Some 27 workers at a New Jersey hospital were suspended Wednesday after reportedly taking a peek at George Clooney's confidential medical records while the actor was being treated there following a motorcycle accident.
None of the employees, each suspended for four weeks, were doctors treating Clooney, administrators said, raising a host of questions about who can view private medical information and what measures are in place to protect patients' privacy.
Clooney was taken to Palisades Medical Center in North Bergen, N.J. Sept. 21 after he and passenger Sarah Larson were injured when the motorcycle he was driving collided with a car. Clooney broke a rib and Larson broke her foot.
Hospital administrators said the confidentiality breach was discovered after a routine audit.
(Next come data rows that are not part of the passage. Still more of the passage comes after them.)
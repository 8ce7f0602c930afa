use crate::error::GradeError;
use crate::ipc::helpers::{get_required_bool, get_required_str, with_conn};
use crate::ipc::types::{AppState, Request};
use crate::locks;
use crate::store::SqliteStore;
use rusqlite::Connection;
use serde_json::json;

fn locks_toggle(conn: &Connection, params: &serde_json::Value) -> Result<serde_json::Value, GradeError> {
    let teacher_id = get_required_str(params, "teacherId")?;
    let component_id = get_required_str(params, "componentId")?;
    let desired = get_required_bool(params, "desiredLocked")?;
    let outcome = locks::toggle(&SqliteStore::new(conn), &teacher_id, &component_id, desired)?;
    Ok(json!(outcome))
}

pub fn try_handle(state: &mut AppState, req: &Request) -> Option<serde_json::Value> {
    match req.method.as_str() {
        "locks.toggle" => Some(with_conn(state, req, locks_toggle)),
        _ => None,
    }
}
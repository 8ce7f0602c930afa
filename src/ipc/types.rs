use std::path::{Path, PathBuf};

use rusqlite::Connection;
use serde::Deserialize;

use crate::db;

/// One line of stdin. `params` defaults to `null` when omitted.
#[derive(Debug, Deserialize, Clone)]
pub struct Request {
    pub id: String,
    pub method: String,
    #[serde(default)]
    pub params: serde_json::Value,
}

/// An open grading workspace: a directory holding `gradebook.sqlite3`.
pub struct Workspace {
    pub root: PathBuf,
    pub conn: Connection,
}

/// Sidecar state across requests. At most one workspace is open at a time.
#[derive(Default)]
pub struct AppState {
    workspace: Option<Workspace>,
}

impl AppState {
    /// Opens (creating if needed) the workspace at `root` and makes it current.
    /// On failure the previously open workspace stays selected.
    pub fn open_workspace(&mut self, root: &Path) -> anyhow::Result<&Workspace> {
        let conn = db::open_db(root)?;
        Ok(self.workspace.insert(Workspace {
            root: root.to_path_buf(),
            conn,
        }))
    }

    pub fn conn(&self) -> Option<&Connection> {
        self.workspace.as_ref().map(|w| &w.conn)
    }

    pub fn workspace_path(&self) -> Option<&Path> {
        self.workspace.as_ref().map(|w| w.root.as_path())
    }
}
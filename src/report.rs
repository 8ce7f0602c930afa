use serde::Serialize;
use std::collections::HashMap;

use crate::calc::{
    compute_final_grade, compute_period_grade, resolve_equivalence, terminal_final_grade,
    terminal_remarks, Equivalence, GradeComponent, GradingMode, Period, PeriodBreakdown, RawValue,
};
use crate::config::GradingPolicy;
use crate::error::GradeError;
use crate::registry::TERMINAL_COMPONENT_NAME;
use crate::store::{authorize_class, ClassInfo, Enrollment, FinalGradeRecord, GradeStore, ScoreTable};

#[derive(Debug, Clone, PartialEq, Serialize)]
#[serde(rename_all = "camelCase")]
pub struct PeriodGrades {
    pub preliminary: PeriodBreakdown,
    pub mid_term: PeriodBreakdown,
    pub pre_final: PeriodBreakdown,
}

#[derive(Debug, Clone, PartialEq, Serialize)]
#[serde(rename_all = "camelCase")]
pub struct StudentGrades {
    pub grading_mode: GradingMode,
    /// Only present for three-period classes.
    pub periods: Option<PeriodGrades>,
    pub final_grade: Option<f64>,
    pub equivalence: Equivalence,
    pub remarks: String,
}

#[derive(Debug, Clone, PartialEq, Serialize)]
#[serde(rename_all = "camelCase")]
pub struct StudentReport {
    pub enrollment_id: String,
    pub student_name: String,
    #[serde(flatten)]
    pub grades: StudentGrades,
}

#[derive(Debug, Clone, PartialEq, Serialize)]
#[serde(rename_all = "camelCase")]
pub struct ClassReport {
    pub class: ClassInfo,
    pub components: Vec<GradeComponent>,
    pub students: Vec<StudentReport>,
}

/// Slice of the score table belonging to one enrollment, keyed by component id.
pub fn scores_for(table: &ScoreTable, enrollment_id: &str) -> HashMap<String, RawValue> {
    table
        .iter()
        .filter(|((e, _), _)| e == enrollment_id)
        .map(|((_, c), v)| (c.clone(), v.clone()))
        .collect()
}

fn terminal_value(components: &[GradeComponent], scores: &HashMap<String, RawValue>) -> Option<f64> {
    components
        .iter()
        .find(|c| c.name.eq_ignore_ascii_case(TERMINAL_COMPONENT_NAME))
        .and_then(|c| scores.get(&c.id))
        .and_then(RawValue::as_number)
}

/// Period grades, final grade and its equivalents for one student. The
/// grading mode comes from the class, never from the shape of the scores.
pub fn compute_student_grades(
    class: &ClassInfo,
    components: &[GradeComponent],
    scores: &HashMap<String, RawValue>,
    policy: &GradingPolicy,
) -> StudentGrades {
    match class.grading_mode {
        GradingMode::ThreePeriod => {
            let [prelim, mid, pre_final] =
                Period::ALL.map(|p| compute_period_grade(components, scores, p, policy.empty_bucket));
            let final_grade = compute_final_grade(prelim.grade, mid.grade, pre_final.grade);
            let equivalence = resolve_equivalence(Some(final_grade));
            let remarks = equivalence.description.clone();
            StudentGrades {
                grading_mode: class.grading_mode,
                periods: Some(PeriodGrades {
                    preliminary: prelim,
                    mid_term: mid,
                    pre_final,
                }),
                final_grade: Some(final_grade),
                equivalence,
                remarks,
            }
        }
        GradingMode::Terminal => {
            let final_grade = terminal_value(components, scores).map(terminal_final_grade);
            StudentGrades {
                grading_mode: class.grading_mode,
                periods: None,
                final_grade,
                equivalence: resolve_equivalence(final_grade),
                remarks: terminal_remarks(final_grade).to_string(),
            }
        }
    }
}

pub fn final_record(class_id: &str, enrollment_id: &str, grades: &StudentGrades) -> FinalGradeRecord {
    FinalGradeRecord {
        enrollment_id: enrollment_id.to_string(),
        class_id: class_id.to_string(),
        overall_final_grade: grades.final_grade,
        remarks: grades.remarks.clone(),
    }
}

/// Text form of a cached final grade as written to the history ledger.
pub fn final_grade_text(grade: Option<f64>) -> String {
    match grade {
        Some(g) => format!("{:.2}", g),
        None => String::new(),
    }
}

fn build_reports(
    store: &dyn GradeStore,
    class: &ClassInfo,
    components: &[GradeComponent],
    enrollments: &[Enrollment],
    policy: &GradingPolicy,
) -> Result<Vec<StudentReport>, GradeError> {
    let enrollment_ids: Vec<String> = enrollments.iter().map(|e| e.id.clone()).collect();
    let component_ids: Vec<String> = components.iter().map(|c| c.id.clone()).collect();
    let table = store.load_scores(&enrollment_ids, &component_ids)?;
    Ok(enrollments
        .iter()
        .map(|e| StudentReport {
            enrollment_id: e.id.clone(),
            student_name: e.student_name.clone(),
            grades: compute_student_grades(class, components, &scores_for(&table, &e.id), policy),
        })
        .collect())
}

pub fn student_report(
    store: &dyn GradeStore,
    policy: &GradingPolicy,
    teacher_id: &str,
    class_id: &str,
    enrollment_id: &str,
) -> Result<StudentReport, GradeError> {
    let class = authorize_class(store, class_id, teacher_id)?;
    let enrollment = store
        .load_enrollments(class_id)?
        .into_iter()
        .find(|e| e.id == enrollment_id)
        .ok_or(GradeError::NotFound("enrollment"))?;
    let components = store.load_components(class_id)?;
    let mut reports = build_reports(store, &class, &components, &[enrollment], policy)?;
    reports.pop().ok_or(GradeError::NotFound("enrollment"))
}

pub fn class_report(
    store: &dyn GradeStore,
    policy: &GradingPolicy,
    teacher_id: &str,
    class_id: &str,
) -> Result<ClassReport, GradeError> {
    let class = authorize_class(store, class_id, teacher_id)?;
    let components = store.load_components(class_id)?;
    let enrollments = store.load_enrollments(class_id)?;
    let students = build_reports(store, &class, &components, &enrollments, policy)?;
    Ok(ClassReport {
        class,
        components,
        students,
    })
}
"We conduct audits on a regular basis to make sure our systems are protecting individuals' rights," Eurice Rojas, the hospital's vice president of external affairs, told The Associated Press. "We conducted an audit immediately with respect to this situation and that resulted in [the investigation]."
Since 1996, when confidential medical information started getting stored on computer systems, insurance companies and hospitals have been required by federal law to maintain the privacy of health records.
"Privacy rules and the need for privacy exist to encourage individuals to seek medical care and be open and honest about their symptoms and concerns. Only through that open exchange can people get proper care," said Susan McAndrews, deputy director of health-information privacy at the Department of Health and Human Service's Office of Civil Rights.
Under the Health Insurance Portability and Accountability Act, or HIPAA, the department is charged with ensuring that insurance companies and health care providers don't violate the law by allowing unauthorized employees to gain access to patient records.
McAndrews said an employee's ability to get access to information about an individual patient depends largely on how closely the employee is involved in that person's treatment.
"Who should be able to look at personal information depends largely on their role. A nurse on duty has a greater need than, say, a candy-striper delivering flowers or a dietitian in the cafeteria making lunch trays. … Workers cannot just look up an individual's file out of curiosity. … Each facility has processes to keep information within certain boundaries. Information just can't flow freely," McAndrews said.
By law, all workers who can potentially obtain access to sensitive information must be trained to understand their responsibilities, McAndrews said.
If the government finds that workers have violated a patient's privacy it can impose monetary civil penalties or refer the case to the Department of Justice to take criminal action.
The Justice Department has taken three such cases to court since 2003. Some 30,000 complaints of HIPAA violations have been filed with Health and Human Services since 2003.
"Two out of three of those complaints are not eligible to be investigated," McAndrews said. "In 5,000 cases, we've obtained good corrective action and forced facilities to comply with the privacy rule."
Clooney, a staunch privacy advocate, surprised many when he said the workers should not have been suspended.
"And while I very much believe in a patient's right to privacy," he said in a statement released to the media, "I would hope that this could be settled without suspending medical workers."
Privacy-rights advocates, however, point to Clooney's case as an example of the limits of the current system in protecting patients' privacy.
"Can you protect yourself against this kind of violation?" asked Barry Steinhardt, director of the American Civil Liberties Union Technology and Liberty Program. "No you cannot. There is no question these people simply violated HIPAA and their own internal guidelines. They just broke the law. What was Clooney supposed to do, not go to the hospital?"